#### DATA TO EXAMINE ####

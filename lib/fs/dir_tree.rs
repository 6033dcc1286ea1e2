//! A [`FileTree`] over a directory on the host.
//!
//! Files support positioned reads and seeking. Symbolic links are reported as
//! links and never followed.

use std::fs::{File, Metadata};
use std::io::{self, Read as _, Seek as _, SeekFrom};
use std::os::unix::fs::{FileExt as _, FileTypeExt as _, MetadataExt as _};
use std::path::{Path, PathBuf};

use super::tree::{FileTree, ReadAt, Seekable, TreeDirEntry, TreeFile, TreeMetadata};
use super::{EntryKind, Permissions};

fn kind_of(ft: std::fs::FileType) -> EntryKind {
    if ft.is_dir() {
        EntryKind::Directory
    } else if ft.is_symlink() {
        EntryKind::Symlink
    } else if ft.is_char_device() {
        EntryKind::CharDevice
    } else if ft.is_block_device() {
        EntryKind::BlockDevice
    } else if ft.is_fifo() {
        EntryKind::NamedPipe
    } else if ft.is_socket() {
        EntryKind::Socket
    } else {
        EntryKind::RegularFile
    }
}

#[expect(
    clippy::cast_possible_truncation,
    reason = "permission bits fit in the low 12 bits of the mode"
)]
fn tree_metadata(meta: &Metadata) -> io::Result<TreeMetadata> {
    Ok(TreeMetadata {
        size: meta.len(),
        kind: kind_of(meta.file_type()),
        perm: Permissions::from_bits_truncate((meta.mode() & 0o7777) as u16),
        modified: meta.modified()?,
    })
}

enum Inner {
    Open(File),
    Link(TreeMetadata),
}

/// An entry opened from a [`DirTree`].
pub struct DirFile {
    inner: Inner,
}

impl DirFile {
    fn file(&self) -> io::Result<&File> {
        match &self.inner {
            Inner::Open(file) => Ok(file),
            Inner::Link(_) => Err(io::Error::new(
                io::ErrorKind::InvalidInput,
                "symbolic links are not followed",
            )),
        }
    }
}

impl TreeFile for DirFile {
    fn stat(&self) -> io::Result<TreeMetadata> {
        match &self.inner {
            Inner::Open(file) => tree_metadata(&file.metadata()?),
            Inner::Link(meta) => Ok(*meta),
        }
    }

    fn read(&self, buf: &mut [u8]) -> io::Result<usize> {
        let mut file = self.file()?;
        file.read(buf)
    }

    fn as_read_at(&self) -> Option<&dyn ReadAt> {
        matches!(self.inner, Inner::Open(_)).then_some(self as &dyn ReadAt)
    }

    fn as_seekable(&self) -> Option<&dyn Seekable> {
        matches!(self.inner, Inner::Open(_)).then_some(self as &dyn Seekable)
    }
}

impl ReadAt for DirFile {
    fn read_at(&self, buf: &mut [u8], offset: u64) -> io::Result<usize> {
        self.file()?.read_at(buf, offset)
    }
}

impl Seekable for DirFile {
    fn seek(&self, offset: u64) -> io::Result<u64> {
        let mut file = self.file()?;
        file.seek(SeekFrom::Start(offset))
    }
}

/// Serves the contents of a host directory.
#[derive(Debug, Clone)]
pub struct DirTree {
    root: PathBuf,
}

impl DirTree {
    pub fn new(root: impl Into<PathBuf>) -> Self {
        Self { root: root.into() }
    }

    #[must_use]
    pub fn root(&self) -> &Path {
        &self.root
    }

    /// Map a tree path onto the host, refusing to leave the root.
    fn host_path(&self, path: &str) -> io::Result<PathBuf> {
        let mut host = self.root.clone();
        for part in path.split('/') {
            match part {
                "" | "." => {}
                ".." => {
                    return Err(io::Error::new(
                        io::ErrorKind::InvalidInput,
                        format!("path {path:?} escapes the tree root"),
                    ));
                }
                p => host.push(p),
            }
        }
        Ok(host)
    }
}

impl FileTree for DirTree {
    type File = DirFile;

    fn open(&self, path: &str) -> io::Result<DirFile> {
        let host = self.host_path(path)?;
        let meta = std::fs::symlink_metadata(&host)?;
        let inner = if meta.file_type().is_symlink() {
            Inner::Link(tree_metadata(&meta)?)
        } else {
            Inner::Open(File::open(&host)?)
        };
        Ok(DirFile { inner })
    }

    fn read_dir(&self, path: &str) -> io::Result<Vec<TreeDirEntry>> {
        let host = self.host_path(path)?;
        let mut entries = std::fs::read_dir(host)?
            .map(|entry| {
                let entry = entry?;
                Ok(TreeDirEntry {
                    name: entry.file_name().to_string_lossy().into_owned(),
                    kind: entry.file_type().ok().map(kind_of),
                })
            })
            .collect::<io::Result<Vec<_>>>()?;
        // Host order is unspecified; paging needs a stable one.
        entries.sort_by(|a, b| a.name.cmp(&b.name));
        Ok(entries)
    }
}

####

TASK TO COMPLETE: Reproduce the listing in full. Keep it exactly as written.

WRITTEN SOLUTION:
filename lib/fs/dir_tree.rs
repository 6033dcc1286ea1e2
//! A [`FileTree`] over a directory on the host.
//!
//! Files support positioned reads and seeking. Symbolic links are reported as
//! links and never followed.

use std::fs::{File, Metadata};
use std::io::{self, Read as _, Seek as _, SeekFrom};
use std::os::unix::fs::{FileExt as _, FileTypeExt as _, MetadataExt as _};
use std::path::{Path, PathBuf};

use super::tree::{FileTree, ReadAt, Seekable, TreeDirEntry, TreeFile, TreeMetadata};
use super::{EntryKind, Permissions};

fn kind_of(ft: std::fs::FileType) -> EntryKind {
    if ft.is_dir() {
        EntryKind::Directory
    } else if ft.is_symlink() {
        EntryKind::Symlink
    } else if ft.is_char_device() {
        EntryKind::CharDevice
    } else if ft.is_block_device() {
        EntryKind::BlockDevice
    } else if ft.is_fifo() {
        EntryKind::NamedPipe
    } else if ft.is_socket() {
        EntryKind::Socket
    } else {
        EntryKind::RegularFile
    }
}

#[expect(
    clippy::cast_possible_truncation,
    reason = "permission bits fit in the low 12 bits of the mode"
)]
fn tree_metadata(meta: &Metadata) -> io::Result<TreeMetadata> {
    Ok(TreeMetadata {
        size: meta.len(),
        kind: kind_of(meta.file_type()),
        perm: Permissions::from_bits_truncate((meta.mode() & 0o7777) as u16),
        modified: meta.modified()?,
    })
}

enum Inner {
    Open(File),
    Link(TreeMetadata),
}

/// An entry opened from a [`DirTree`].
pub struct DirFile {
    inner: Inner,
}

impl DirFile {
    fn file(&self) -> io::Result<&File> {
        match &self.inner {
            Inner::Open(file) => Ok(file),
            Inner::Link(_) => Err(io::Error::new(
                io::ErrorKind::InvalidInput,
                "symbolic links are not followed",
            )),
        }
    }
}

impl TreeFile for DirFile {
    fn stat(&self) -> io::Result<TreeMetadata> {
        match &self.inner {
            Inner::Open(file) => tree_metadata(&file.metadata()?),
            Inner::Link(meta) => Ok(*meta),
        }
    }

    fn read(&self, buf: &mut [u8]) -> io::Result<usize> {
        let mut file = self.file()?;
        file.read(buf)
    }

    fn as_read_at(&self) -> Option<&dyn ReadAt> {
        matches!(self.inner, Inner::Open(_)).then_some(self as &dyn ReadAt)
    }

    fn as_seekable(&self) -> Option<&dyn Seekable> {
        matches!(self.inner, Inner::Open(_)).then_some(self as &dyn Seekable)
    }
}

impl ReadAt for DirFile {
    fn read_at(&self, buf: &mut [u8], offset: u64) -> io::Result<usize> {
        self.file()?.read_at(buf, offset)
    }
}

impl Seekable for DirFile {
    fn seek(&self, offset: u64) -> io::Result<u64> {
        let mut file = self.file()?;
        file.seek(SeekFrom::Start(offset))
    }
}

/// Serves the contents of a host directory.
#[derive(Debug, Clone)]
pub struct DirTree {
    root: PathBuf,
}

impl DirTree {
    pub fn new(root: impl Into<PathBuf>) -> Self {
        Self { root: root.into() }
    }

    #[must_use]
    pub fn root(&self) -> &Path {
        &self.root
    }

    /// Map a tree path onto the host, refusing to leave the root.
    fn host_path(&self, path: &str) -> io::Result<PathBuf> {
        let mut host = self.root.clone();
        for part in path.split('/') {
            match part {
                "" | "." => {}
                ".." => {
                    return Err(io::Error::new(
                        io::ErrorKind::InvalidInput,
                        format!("path {path:?} escapes the tree root"),
                    ));
                }
                p => host.push(p),
            }
        }
        Ok(host)
    }
}

impl FileTree for DirTree {
    type File = DirFile;

    fn open(&self, path: &str) -> io::Result<DirFile> {
        let host = self.host_path(path)?;
        let meta = std::fs::symlink_metadata(&host)?;
        let inner = if meta.file_type().is_symlink() {
            Inner::Link(tree_metadata(&meta)?)
        } else {
            Inner::Open(File::open(&host)?)
        };
        Ok(DirFile { inner })
    }

    fn read_dir(&self, path: &str) -> io::Result<Vec<TreeDirEntry>> {
        let host = self.host_path(path)?;
        let mut entries = std::fs::read_dir(host)?
            .map(|entry| {
                let entry = entry?;
                Ok(TreeDirEntry {
                    name: entry.file_name().to_string_lossy().into_owned(),
                    kind: entry.file_type().ok().map(kind_of),
                })
            })
            .collect::<io::Result<Vec<_>>>()?;
        // Host order is unspecified; paging needs a stable one.
        entries.sort_by(|a, b| a.name.cmp(&b.name));
        Ok(entries)
    }
}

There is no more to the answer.